Here’s how the healthcare industry will evolve over the next decade
Artificial Intelligence (AI) can now be deployed to unearth patterns from humongous amounts of data that are either too complex or very subtle to detect using traditional analytical tools. Today in the healthcare sector much of this data remains dormant in silos like datacenters or end point devices used by doctors and other healthcare professionals. These could include both medical and non medical records.
While the use of AI in the healthcare sector is at a nascent stage at this point in time, experts predict that AI powered systems should be able to deliver predictive medicines and predictive care depending on the unique needs of every individual by 2030.
Predictive Care
Karla Kriwet, CEO, Connected care and Health Informatics at Royal Philips predicts that the first big consequence of the use of AI is that in the next ten years health systems will be able to deliver both proactive and predictive care.
According to Kriwet, a combination of AI and predictive analytics will help data scientists in the healthcare sector to get deeper insights into disparate factors affecting human health. As a consequence, medical professionals will be able to predict when one might catch an infection taking into consideration a variety of other relevant pieces of information such as place of birth, eating habits, place of work and local pollution levels. This implies that health systems can predict when an individual is at the risk of developing a chronic disease and suggest various preventive measures before it gets worse. Already this development has been so successful with respect to certain diseases such as diabetes and congestive heart disease that their rates have been declining.

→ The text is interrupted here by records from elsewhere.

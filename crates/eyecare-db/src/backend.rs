use std::collections::HashMap;
use std::sync::Arc;

use async_trait::async_trait;
use tokio::sync::RwLock;

use crate::connection::Database;
use crate::error::Result;
use crate::queries::KvQueries;

/// Raw string storage underneath the JSON gateway.
#[async_trait]
pub trait StorageBackend: Send + Sync {
    fn name(&self) -> &'static str;

    async fn get(&self, key: &str) -> Result<Option<String>>;

    async fn set(&self, key: &str, value: &str) -> Result<()>;

    async fn remove(&self, key: &str) -> Result<()>;

    async fn contains(&self, key: &str) -> Result<bool>;

    async fn remove_many(&self, keys: &[String]) -> Result<()>;
}

pub struct SqliteBackend {
    db: Database,
}

impl SqliteBackend {
    pub fn new(db: Database) -> Self {
        Self { db }
    }
}

#[async_trait]
impl StorageBackend for SqliteBackend {
    fn name(&self) -> &'static str {
        "sqlite"
    }

    async fn get(&self, key: &str) -> Result<Option<String>> {
        KvQueries::get(&self.db, key).await
    }

    async fn set(&self, key: &str, value: &str) -> Result<()> {
        KvQueries::set(&self.db, key, value).await
    }

    async fn remove(&self, key: &str) -> Result<()> {
        KvQueries::delete(&self.db, key).await.map(|_| ())
    }

    async fn contains(&self, key: &str) -> Result<bool> {
        KvQueries::exists(&self.db, key).await
    }

    async fn remove_many(&self, keys: &[String]) -> Result<()> {
        KvQueries::delete_many(&self.db, keys).await.map(|_| ())
    }
}

/// Process-lifetime map used when no durable backend is available.
#[derive(Clone, Default)]
pub struct MemoryBackend {
    entries: Arc<RwLock<HashMap<String, String>>>,
}

impl MemoryBackend {
    pub fn new() -> Self {
        Self::default()
    }
}

#[async_trait]
impl StorageBackend for MemoryBackend {
    fn name(&self) -> &'static str {
        "memory"
    }

    async fn get(&self, key: &str) -> Result<Option<String>> {
        Ok(self.entries.read().await.get(key).cloned())
    }

    async fn set(&self, key: &str, value: &str) -> Result<()> {
        self.entries.write().await.insert(key.to_string(), value.to_string());
        Ok(())
    }

    async fn remove(&self, key: &str) -> Result<()> {
        self.entries.write().await.remove(key);
        Ok(())
    }

    async fn contains(&self, key: &str) -> Result<bool> {
        Ok(self.entries.read().await.contains_key(key))
    }

    async fn remove_many(&self, keys: &[String]) -> Result<()> {
        let mut entries = self.entries.write().await;
        for key in keys {
            entries.remove(key);
        }
        Ok(())
    }
}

Medical Informatics researchers at the School of Medicine, Universite Libre de Bruxelles, Brussels, Belgium observe that Food and Drug Administration(FDA) has already approved many algorithms that will lead to the development of augmented medicine. Augmented medicine is not only enabled by AI, but also by several other digital tools such as surgical navigation systems for computer assisted surgery, VR tools for surgery, pain management and psychiatric disorders.
Connected Care
Kriwet also believes that networked hospitals and connected care will be the order of the day in the coming years as the healthcare industry worldwide would
digitally transform. Once this happens the hospital as we know would no more be one big building offering specialization in treating a broad range of diseases. Instead it will cater to only those who are critically ill and highly complex procedures while less urgent cases will be monitored and treated at retail clinics, specialist treatment clinics and even at the homes of the patients. All these locations will be connected to a single digital infrastructure. Centralized command centers will analyze clinical and location data to monitor supply and demand data across the network. Using AI to spot patients with deteriorating conditions and directing the right care required at the right places the system will get the right healthcare professionals to care for each patient.
“In 2030, AI-powered predictive healthcare networks are helping to reduce wait times, improve staff workflows and take on the ever-growing administrative burden. The more that AI is used in clinical practice, the more clinicians are growing to trust it to augment their skills in areas such as surgery and diagnosis,” observes Kriwet.
The patient-staff experiences are also expected to improve dramatically with the use of AI and other digital technologies. And that the systems will achieve by constantly learning from every patient and every diagnosis.
However connected care will be a long and complex journey where governments, private healthcare institutions and technology providers will all have to collaborate to ensure that various IT systems are interoperable and scalable. Considering the complexities involved it will be a decade before we get there.